- Goal of the exercise
The answer must be every line of the data that holds the word "static".

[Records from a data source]
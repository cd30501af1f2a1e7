use serde::{Deserialize, Deserializer, Serialize, Serializer};

/// Radar sweep position
#[derive(Clone, Copy, Debug, Default, PartialEq, Serialize, Deserialize)]
pub struct Radar {
    pub angle: i32,
    pub distance: i32,
}

/// Environment readings plus the vibration pulse flag
#[derive(Clone, Copy, Debug, Default, PartialEq, Serialize, Deserialize)]
pub struct Environment {
    pub temp: f64,
    pub hum: f64,
    pub gas: i32,
    /// Pulsed: set on a vibration line, cleared shortly after
    #[serde(serialize_with = "flag_to_int", deserialize_with = "flag_from_int")]
    pub vib: bool,
}

/// Full sensor snapshot broadcast as the hub's `update` message
#[derive(Clone, Copy, Debug, Default, PartialEq, Serialize, Deserialize)]
pub struct SensorSnapshot {
    pub radar: Radar,
    pub sensors: Environment,
}

// Dashboard consumers expect 0/1 for the vibration flag.
fn flag_to_int<S: Serializer>(flag: &bool, serializer: S) -> Result<S::Ok, S::Error> {
    serializer.serialize_u8(u8::from(*flag))
}

fn flag_from_int<'de, D: Deserializer<'de>>(deserializer: D) -> Result<bool, D::Error> {
    #[derive(Deserialize)]
    #[serde(untagged)]
    enum Flag {
        Int(i64),
        Bool(bool),
    }

    Ok(match Flag::deserialize(deserializer)? {
        Flag::Int(v) => v != 0,
        Flag::Bool(b) => b,
    })
}
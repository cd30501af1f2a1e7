use crate::alerts::AlertDispatcher;
use crate::subscribers::{SubscriberId, SubscriberRegistry, SubscriberSet};
use crate::telegram::{InlineButton, InlineKeyboard, Messenger, TelegramClient, Update};
use std::sync::Arc;
use std::time::Duration;
use tracing::{debug, info, warn};

/// Alert classes a chat can subscribe to
#[derive(Debug, Clone, Copy, PartialEq, Eq)]
pub enum AlertClass {
    Vibration,
    Nfc,
    Face,
}

impl AlertClass {
    fn set(&self) -> SubscriberSet {
        match self {
            AlertClass::Vibration => SubscriberSet::Vibration,
            AlertClass::Nfc => SubscriberSet::Nfc,
            AlertClass::Face => SubscriberSet::Face,
        }
    }

    fn label(&self) -> &'static str {
        match self {
            AlertClass::Vibration => "vibration",
            AlertClass::Nfc => "NFC",
            AlertClass::Face => "FACE",
        }
    }
}

/// Menu button actions
#[derive(Debug, Clone, Copy, PartialEq, Eq)]
pub enum MenuAction {
    Status,
    Subscribe(AlertClass),
    Unsubscribe(AlertClass),
}

impl MenuAction {
    pub fn parse(data: &str) -> Option<Self> {
        Some(match data {
            "status" => MenuAction::Status,
            "sub_vib" => MenuAction::Subscribe(AlertClass::Vibration),
            "unsub_vib" => MenuAction::Unsubscribe(AlertClass::Vibration),
            "sub_nfc" => MenuAction::Subscribe(AlertClass::Nfc),
            "unsub_nfc" => MenuAction::Unsubscribe(AlertClass::Nfc),
            "sub_face" => MenuAction::Subscribe(AlertClass::Face),
            "unsub_face" => MenuAction::Unsubscribe(AlertClass::Face),
            _ => return None,
        })
    }
}

fn button(text: &str, data: &str) -> InlineButton {
    InlineButton {
        text: text.to_string(),
        callback_data: data.to_string(),
    }
}

/// Inline keyboard sent in reply to `/menu`
pub fn main_menu() -> InlineKeyboard {
    InlineKeyboard {
        inline_keyboard: vec![
            vec![button("📊 Status", "status")],
            vec![
                button("📳 Subscribe Vibration", "sub_vib"),
                button("❌ Unsubscribe Vibration", "unsub_vib"),
            ],
            vec![
                button("🔐 Subscribe NFC", "sub_nfc"),
                button("🚫 Unsubscribe NFC", "unsub_nfc"),
            ],
            vec![
                button("👤 Subscribe Face", "sub_face"),
                button("🚫 Unsubscribe Face", "unsub_face"),
            ],
        ],
    }
}

/// Applies chat commands and menu actions to the subscriber registry.
pub struct CommandHandler {
    messenger: Arc<dyn Messenger>,
    registry: Arc<SubscriberRegistry>,
    alerts: Arc<AlertDispatcher>,
}

impl CommandHandler {
    pub fn new(messenger: Arc<dyn Messenger>, registry: Arc<SubscriberRegistry>, alerts: Arc<AlertDispatcher>) -> Self {
        Self {
            messenger,
            registry,
            alerts,
        }
    }

    pub async fn handle_update(&self, update: &Update) {
        if let Some(callback) = &update.callback_query {
            match (&callback.message, callback.data.as_deref()) {
                (Some(message), Some(data)) => match MenuAction::parse(data) {
                    Some(action) => self.handle_action(message.chat.id, action).await,
                    None => debug!(data = %data, "Ignoring unknown menu action"),
                },
                _ => debug!(update_id = update.update_id, "Ignoring incomplete callback"),
            }
        }

        if let Some(message) = &update.message {
            if let Some(text) = message.text.as_deref() {
                self.handle_text(message.chat.id, text).await;
            }
        }
    }

    async fn handle_text(&self, chat: SubscriberId, text: &str) {
        match text {
            "/start" => {
                self.persist(SubscriberSet::AllUsers, chat).await;
                self.persist(SubscriberSet::Started, chat).await;
                info!(chat = chat, "Chat started");
                self.messenger.send_message(chat, "🤖 Bot started\nUse /menu", None).await;
            }
            "/menu" => {
                self.messenger
                    .send_message(chat, "📋 *Main Menu*", Some(&main_menu()))
                    .await;
            }
            _ => {}
        }
    }

    pub async fn handle_action(&self, chat: SubscriberId, action: MenuAction) {
        match action {
            MenuAction::Status => {
                // Nothing to report before the first snapshot
                if let Some(text) = self.alerts.status_text() {
                    self.messenger.send_message(chat, &text, None).await;
                }
            }
            MenuAction::Subscribe(class) => {
                self.persist(class.set(), chat).await;
                let text = format!("✅ Subscribed to {} alerts", class.label());
                self.messenger.send_message(chat, &text, None).await;
            }
            MenuAction::Unsubscribe(class) => {
                self.registry.remove(class.set(), chat);
                let text = format!("❌ Unsubscribed from {} alerts", class.label());
                self.messenger.send_message(chat, &text, None).await;
            }
        }
    }

    async fn persist(&self, set: SubscriberSet, chat: SubscriberId) {
        if let Err(e) = self.registry.add(set, chat).await {
            warn!(set = ?set, chat = chat, error = %e, "Failed to persist subscriber");
        }
    }
}

/// Long-poll the Bot API forever, applying updates in order.
pub async fn run_command_loop(client: Arc<TelegramClient>, handler: CommandHandler) {
    let mut offset = 0i64;
    loop {
        match client.get_updates(offset).await {
            Ok(updates) => {
                for update in &updates {
                    offset = update.update_id + 1;
                    handler.handle_update(update).await;
                }
            }
            Err(e) => warn!(error = %e, "Polling for commands failed"),
        }
        tokio::time::sleep(Duration::from_secs(1)).await;
    }
}
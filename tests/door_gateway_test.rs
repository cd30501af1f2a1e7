// End-to-end tests for the door gateway over a real WebSocket connection
//
// The door router is served on an ephemeral port; a tungstenite client plays
// the NFC reader. Face grants are injected from a plain OS thread, the same
// way the hub client thread delivers them in production.

use futures::{SinkExt, StreamExt};
use homeguard::{
    access::{create_door_router, AccessGateway, AuditSink, CredentialTable},
    event::{AccessEvent, AccessMethod, AccessOutcome, FaceRecord, FaceStatus, HubMessage},
};
use serde_json::Value;
use std::collections::HashMap;
use std::sync::{Arc, Mutex};
use std::time::Duration;
use tokio::net::TcpListener;
use tokio_tungstenite::{connect_async, tungstenite::Message};

#[derive(Default)]
struct RecordingAudit {
    events: Mutex<Vec<AccessEvent>>,
}

impl AuditSink for RecordingAudit {
    fn record(&self, event: AccessEvent) {
        self.events.lock().unwrap().push(event);
    }
}

async fn start_gateway() -> (String, Arc<AccessGateway>, Arc<RecordingAudit>) {
    let credentials: HashMap<String, String> = [("A4961F3E", "Ammar"), ("03976D6A", "Hana")]
        .into_iter()
        .map(|(k, v)| (k.to_string(), v.to_string()))
        .collect();
    let audit = Arc::new(RecordingAudit::default());
    let gateway = Arc::new(AccessGateway::new(
        CredentialTable::from_map(&credentials),
        audit.clone(),
    ));

    let listener = TcpListener::bind("127.0.0.1:0").await.unwrap();
    let addr = listener.local_addr().unwrap();
    let router = create_door_router(Arc::clone(&gateway));
    tokio::spawn(async move {
        axum::serve(listener, router).await.unwrap();
    });

    (format!("ws://{}/ws", addr), gateway, audit)
}

async fn next_json<S>(stream: &mut S) -> Value
where
    S: StreamExt<Item = Result<Message, tokio_tungstenite::tungstenite::Error>> + Unpin,
{
    loop {
        let msg = tokio::time::timeout(Duration::from_secs(2), stream.next())
            .await
            .expect("timed out waiting for device command")
            .expect("connection closed")
            .unwrap();
        if let Message::Text(text) = msg {
            return serde_json::from_str(&text).unwrap();
        }
    }
}

async fn wait_for_devices(gateway: &AccessGateway, count: usize) {
    for _ in 0..100 {
        if gateway.devices().len() == count {
            return;
        }
        tokio::time::sleep(Duration::from_millis(10)).await;
    }
    panic!("device registration did not reach {}", count);
}

#[tokio::test]
async fn test_nfc_credential_round_trip() {
    let (url, _gateway, audit) = start_gateway().await;
    let (ws, _) = connect_async(url.as_str()).await.unwrap();
    let (mut write, mut read) = ws.split();

    write
        .send(Message::Text(r#"{"uid": "A4961F3E"}"#.to_string()))
        .await
        .unwrap();
    let reply = next_json(&mut read).await;
    assert_eq!(reply["action"], "OPEN");
    assert_eq!(reply["name"], "Ammar");

    // Malformed input keeps the connection open
    write.send(Message::Text("garbage".to_string())).await.unwrap();

    write
        .send(Message::Text(r#"{"uid": "FFFFFFFF"}"#.to_string()))
        .await
        .unwrap();
    let reply = next_json(&mut read).await;
    assert_eq!(reply["action"], "DENIED");

    let events = audit.events.lock().unwrap().clone();
    assert_eq!(events.len(), 2);
    assert_eq!(events[0].status, AccessOutcome::Authorized);
    assert_eq!(events[0].name, "Ammar");
    assert_eq!(events[1].status, AccessOutcome::Denied);
    assert_eq!(events[1].name, "Unknown");
}

#[tokio::test]
async fn test_face_grant_from_foreign_thread_reaches_device() {
    let (url, gateway, audit) = start_gateway().await;
    let (ws, _) = connect_async(url.as_str()).await.unwrap();
    let (_write, mut read) = ws.split();
    wait_for_devices(&gateway, 1).await;

    let remote = Arc::clone(&gateway);
    std::thread::spawn(move || {
        remote.handle_hub_message(&HubMessage::FaceEvent(FaceRecord {
            camera: "cam_01".to_string(),
            name: "Hana".to_string(),
            status: FaceStatus::Known,
            image_url: "/faces/Hana_1.jpg".to_string(),
            time: "12:00:00".to_string(),
        }));
    })
    .join()
    .unwrap();

    let command = next_json(&mut read).await;
    assert_eq!(command["action"], "OPEN");
    assert_eq!(command["name"], "Hana");

    let events = audit.events.lock().unwrap().clone();
    assert_eq!(events.len(), 1);
    assert_eq!(events[0].method, AccessMethod::Face);
}

#[tokio::test]
async fn test_disconnected_device_is_deregistered() {
    let (url, gateway, _audit) = start_gateway().await;
    let (ws, _) = connect_async(url.as_str()).await.unwrap();
    wait_for_devices(&gateway, 1).await;

    drop(ws);
    wait_for_devices(&gateway, 0).await;
}
//! Door access authorization.
//!
//! NFC readers hold a persistent connection and present credential ids;
//! face grants arrive from the hub's `face_event` stream on the hub client
//! thread and are handed off to the device connections' own tasks. Every
//! decision is audited to the hub after the device has been answered.

mod credentials;
mod devices;
mod server;


pub use credentials::{CredentialTable, Decision};
pub use devices::DeviceRegistry;
pub use server::create_door_router;

use crate::event::{AccessEvent, AccessOutcome, DeviceMessage, DoorCommand, HubMessage, Identity};
use crate::hub_client::HubPublisher;
use std::sync::Arc;
use tracing::{debug, info, warn};

/// Destination for access audit records.
pub trait AuditSink: Send + Sync {
    fn record(&self, event: AccessEvent);
}

impl AuditSink for HubPublisher {
    fn record(&self, event: AccessEvent) {
        self.publish_access(event);
    }
}

/// Reply and audit produced for one credential presentation
#[derive(Debug, Clone, PartialEq)]
pub struct CredentialOutcome {
    pub decision: Decision,
    pub reply: DoorCommand,
    pub audit: AccessEvent,
}

pub struct AccessGateway {
    credentials: CredentialTable,
    devices: DeviceRegistry,
    audit: Arc<dyn AuditSink>,
}

impl AccessGateway {
    pub fn new(credentials: CredentialTable, audit: Arc<dyn AuditSink>) -> Self {
        Self {
            credentials,
            devices: DeviceRegistry::new(),
            audit,
        }
    }

    pub fn devices(&self) -> &DeviceRegistry {
        &self.devices
    }

    pub fn authorize(&self, credential: &str) -> Decision {
        self.credentials.authorize(credential)
    }

    /// Evaluate a raw device message. `None` for malformed input, which the
    /// caller ignores while keeping the connection open.
    ///
    /// The returned audit is not recorded here; the caller sends the reply
    /// first and then passes the audit to [`AccessGateway::record`].
    pub fn handle_device_message(&self, text: &str) -> Option<CredentialOutcome> {
        let msg: DeviceMessage = match serde_json::from_str(text) {
            Ok(msg) => msg,
            Err(e) => {
                warn!(error = %e, "Ignoring malformed device message");
                return None;
            }
        };
        let Some(uid) = msg.uid else {
            warn!("Ignoring device message without uid");
            return None;
        };

        let decision = self.authorize(&uid);
        let (reply, audit) = match &decision {
            Decision::Authorized(name) => {
                info!(uid = %uid, name = %name, "Access granted");
                (
                    DoorCommand::Open { name: name.clone() },
                    AccessEvent::nfc(&uid, AccessOutcome::Authorized, &Identity::Known(name.clone())),
                )
            }
            Decision::Denied => {
                info!(uid = %uid, "Access denied");
                (
                    DoorCommand::Denied,
                    AccessEvent::nfc(&uid, AccessOutcome::Denied, &Identity::Unknown),
                )
            }
        };

        Some(CredentialOutcome {
            decision,
            reply,
            audit,
        })
    }

    pub fn record(&self, event: AccessEvent) {
        self.audit.record(event);
    }

    /// React to a hub message. Known faces open the door on every registered
    /// device and are audited with the face sentinel; everything else is
    /// ignored. Safe to call from any thread.
    pub fn handle_hub_message(&self, msg: &HubMessage) {
        let HubMessage::FaceEvent(record) = msg else {
            return;
        };

        match record.identity() {
            Identity::Known(name) => {
                info!(name = %name, camera = %record.camera, "Face access granted");
                let scheduled = self.devices.handoff(&DoorCommand::Open { name: name.clone() });
                debug!(devices = scheduled, "Open command handed off");
                self.record(AccessEvent::face(&name));
            }
            Identity::Unknown => {
                debug!(camera = %record.camera, "Ignoring unknown face");
            }
        }
    }
}
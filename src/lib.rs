pub mod cli;
pub mod clients;
pub mod core;
pub mod domain;
pub mod infra;
pub mod tools;
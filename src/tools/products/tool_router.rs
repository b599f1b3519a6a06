use std::future::Future;
use std::sync::Arc;

use rmcp::handler::server::tool::{Parameters, ToolRouter};
use rmcp::model::{CallToolResult, JsonObject, ServerCapabilities, ServerInfo};

use super::executor::{failure_response, ProductQueryExecutor};
use super::TOOL_NAME;
use crate::core::schema;
use crate::infra::runtime::mcp_transport::ServerHandler;

#[derive(Clone)]
pub struct ProductsSvc {
    executor: ProductQueryExecutor,
}

impl ProductsSvc {
    pub fn new(executor: ProductQueryExecutor) -> Self {
        Self { executor }
    }
}

impl ServerHandler for ProductsSvc {
    fn get_info(&self) -> ServerInfo {
        ServerInfo {
            instructions: Some(
                "Product catalogue lookup. Call get_products with `q` for free-text search, \
                 or with filters and skip/limit for paginated listing."
                    .into(),
            ),
            capabilities: ServerCapabilities::builder().enable_tools().build(),
            ..Default::default()
        }
    }
}

#[rmcp::tool_router]
impl ProductsSvc {
    #[rmcp::tool(
        name = "get_products",
        description = "Get a list of products with optional filtering and pagination."
    )]
    async fn get_products(
        &self,
        params: Parameters<JsonObject>,
    ) -> Result<CallToolResult, rmcp::ErrorData> {
        tracing::debug!(params = ?params.0, "get_products invoked");
        let query = schema::normalize(&params.0)
            .map_err(|e| rmcp::ErrorData::invalid_params(e.to_string(), None))?;

        match self.executor.execute(&query).await {
            Ok(resp) => Ok(resp),
            Err(e) => {
                tracing::error!(error = %e, "get_products failed");
                Ok(failure_response(&e))
            }
        }
    }
}

pub type ProductsRouter = ToolRouter<ProductsSvc>;

impl ProductsSvc {
    /// Macro-generated router with the declarative argument schema attached.
    pub fn router() -> ProductsRouter {
        let mut tools = Self::tool_router();
        if let Some(route) = tools.map.get_mut(TOOL_NAME) {
            route.attr.input_schema = Arc::new(schema::input_schema());
        }
        tools
    }
}
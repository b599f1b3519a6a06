pub mod dummyjson;
use std::process::ExitCode;

use products_mcp_gateway::{cli, infra};

#[tokio::main]
async fn main() -> ExitCode {
    infra::logging::init();
    cli::run().await
}
//! Declarative argument schema for `get_products`.
//!
//! One table drives both validation ([`normalize`]) and the JSON Schema
//! advertised to MCP hosts ([`input_schema`]).

use rmcp::model::JsonObject;
use serde_json::{json, Value as JsonValue};

use crate::core::error::ValidationError;
use crate::domain::{ParamValue, QueryParams, SortOrder};

#[derive(Debug, Clone, Copy, PartialEq, Eq)]
pub enum FieldKind {
    String,
    Number,
    Order,
}

impl FieldKind {
    fn expected(&self) -> &'static str {
        match self {
            FieldKind::String => "string",
            FieldKind::Number => "number",
            FieldKind::Order => "string",
        }
    }
}

#[derive(Debug, Clone, Copy)]
pub struct FieldSpec {
    pub name: &'static str,
    pub kind: FieldKind,
    /// Only numeric fields carry defaults.
    pub default: Option<f64>,
    pub description: &'static str,
}

const fn field(name: &'static str, kind: FieldKind, description: &'static str) -> FieldSpec {
    FieldSpec { name, kind, default: None, description }
}

pub const DEFAULT_SKIP: f64 = 0.0;
pub const DEFAULT_LIMIT: f64 = 10.0;

pub const PRODUCT_FIELDS: &[FieldSpec] = &[
    field("id", FieldKind::String, "Filter products by ID"),
    field("q", FieldKind::String, "Filter products by title"),
    field("category", FieldKind::String, "Filter products by category"),
    field("brand", FieldKind::String, "Filter products by brand"),
    field("price", FieldKind::Number, "Filter products by price"),
    field("rating", FieldKind::Number, "Filter products by rating"),
    FieldSpec {
        name: "skip",
        kind: FieldKind::Number,
        default: Some(DEFAULT_SKIP),
        description: "Number of products to skip",
    },
    FieldSpec {
        name: "limit",
        kind: FieldKind::Number,
        default: Some(DEFAULT_LIMIT),
        description: "Maximum number of products to return",
    },
    field("select", FieldKind::String, "Comma-separated list of fields to return"),
    field("sortBy", FieldKind::String, "Field to sort products by"),
    field("order", FieldKind::Order, "Sort order: asc or desc"),
];

/// Validate raw tool arguments and apply defaults.
///
/// `null` counts as absent; unknown keys are ignored.
pub fn normalize(args: &JsonObject) -> Result<QueryParams, ValidationError> {
    for key in args.keys() {
        if !PRODUCT_FIELDS.iter().any(|f| f.name == key) {
            tracing::debug!(field = %key, "ignoring unknown get_products argument");
        }
    }

    let mut fields = Vec::with_capacity(PRODUCT_FIELDS.len());
    for spec in PRODUCT_FIELDS {
        match args.get(spec.name) {
            None | Some(JsonValue::Null) => {
                if let Some(d) = spec.default {
                    fields.push((spec.name, ParamValue::Number(d)));
                }
            }
            Some(raw) => fields.push((spec.name, coerce(spec, raw)?)),
        }
    }
    Ok(QueryParams::from_fields(fields))
}

fn coerce(spec: &FieldSpec, raw: &JsonValue) -> Result<ParamValue, ValidationError> {
    let wrong_type = || ValidationError::WrongType {
        field: spec.name,
        expected: spec.kind.expected(),
    };
    match spec.kind {
        FieldKind::String => raw
            .as_str()
            .map(|s| ParamValue::Text(s.to_owned()))
            .ok_or_else(wrong_type),
        FieldKind::Number => raw.as_f64().map(ParamValue::Number).ok_or_else(wrong_type),
        FieldKind::Order => {
            let s = raw.as_str().ok_or_else(wrong_type)?;
            s.parse::<SortOrder>()
                .map(ParamValue::Order)
                .map_err(|reason| ValidationError::InvalidValue { field: spec.name, reason })
        }
    }
}

/// JSON Schema (draft 2020-12 subset) for the tool's `inputSchema`.
pub fn input_schema() -> JsonObject {
    let mut properties = JsonObject::new();
    for spec in PRODUCT_FIELDS {
        let mut prop = match spec.kind {
            FieldKind::String => json!({ "type": "string" }),
            FieldKind::Number => json!({ "type": "number" }),
            FieldKind::Order => json!({ "type": "string", "enum": ["asc", "desc"] }),
        };
        if let JsonValue::Object(obj) = &mut prop {
            obj.insert("description".into(), spec.description.into());
            if let Some(d) = spec.default {
                obj.insert("default".into(), d.into());
            }
        }
        properties.insert(spec.name.to_owned(), prop);
    }

    let mut schema = JsonObject::new();
    schema.insert("type".into(), "object".into());
    schema.insert("properties".into(), JsonValue::Object(properties));
    schema
}

#[cfg(test)]
mod tests {
    use super::*;
    use crate::domain::QueryMode;

    fn obj(v: JsonValue) -> JsonObject {
        v.as_object().cloned().unwrap()
    }

    #[test]
    fn applies_pagination_defaults() {
        let p = normalize(&JsonObject::new()).unwrap();
        assert_eq!(p.skip(), Some(0.0));
        assert_eq!(p.limit(), Some(10.0));
        assert_eq!(p.len(), 2);
        assert_eq!(p.mode(), QueryMode::Filter);
    }

    #[test]
    fn keeps_supplied_pagination() {
        let p = normalize(&obj(json!({"skip": 20, "limit": 5}))).unwrap();
        assert_eq!(p.skip(), Some(20.0));
        assert_eq!(p.limit(), Some(5.0));
    }

    #[test]
    fn leaves_other_fields_absent() {
        let p = normalize(&obj(json!({"brand": "Apple"}))).unwrap();
        assert!(p.get("category").is_none());
        assert!(p.get("price").is_none());
        assert_eq!(p.get("brand"), Some(&ParamValue::Text("Apple".into())));
    }

    #[test]
    fn rejects_non_numeric_price() {
        let err = normalize(&obj(json!({"price": "cheap"}))).unwrap_err();
        assert_eq!(
            err,
            ValidationError::WrongType { field: "price", expected: "number" }
        );
    }

    #[test]
    fn rejects_numeric_q() {
        let err = normalize(&obj(json!({"q": 42}))).unwrap_err();
        assert!(matches!(err, ValidationError::WrongType { field: "q", .. }));
    }

    #[test]
    fn rejects_order_outside_enum() {
        let err = normalize(&obj(json!({"order": "sideways"}))).unwrap_err();
        assert!(matches!(err, ValidationError::InvalidValue { field: "order", .. }));
        let ok = normalize(&obj(json!({"order": "desc"}))).unwrap();
        assert_eq!(ok.get("order"), Some(&ParamValue::Order(SortOrder::Desc)));
    }

    #[test]
    fn pagination_accepts_any_number() {
        let p = normalize(&obj(json!({"skip": -1, "limit": 2.5}))).unwrap();
        assert_eq!(p.skip(), Some(-1.0));
        assert_eq!(p.limit(), Some(2.5));
        assert_eq!(p.get("limit").unwrap().to_string(), "2.5");
    }

    #[test]
    fn rejects_non_numeric_limit() {
        let err = normalize(&obj(json!({"limit": "ten"}))).unwrap_err();
        assert_eq!(
            err,
            ValidationError::WrongType { field: "limit", expected: "number" }
        );
    }

    #[test]
    fn null_is_absent_and_unknown_is_ignored() {
        let p = normalize(&obj(json!({"price": null, "color": "red"}))).unwrap();
        assert!(p.get("price").is_none());
        assert!(p.get("color").is_none());
    }

    #[test]
    fn schema_lists_every_field() {
        let schema = input_schema();
        assert_eq!(schema["type"], "object");
        let props = schema["properties"].as_object().unwrap();
        assert_eq!(props.len(), PRODUCT_FIELDS.len());
        assert_eq!(props["limit"]["default"], 10.0);
        assert_eq!(props["limit"]["type"], "number");
        assert_eq!(props["order"]["enum"], json!(["asc", "desc"]));
        assert_eq!(props["price"]["type"], "number");
    }
}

- Answer for this exercise
    fn label(&self) -> &'static str {
    fn expected(&self) -> &'static str {
    pub name: &'static str,
    pub description: &'static str,
const fn field(name: &'static str, kind: FieldKind, description: &'static str) -> FieldSpec {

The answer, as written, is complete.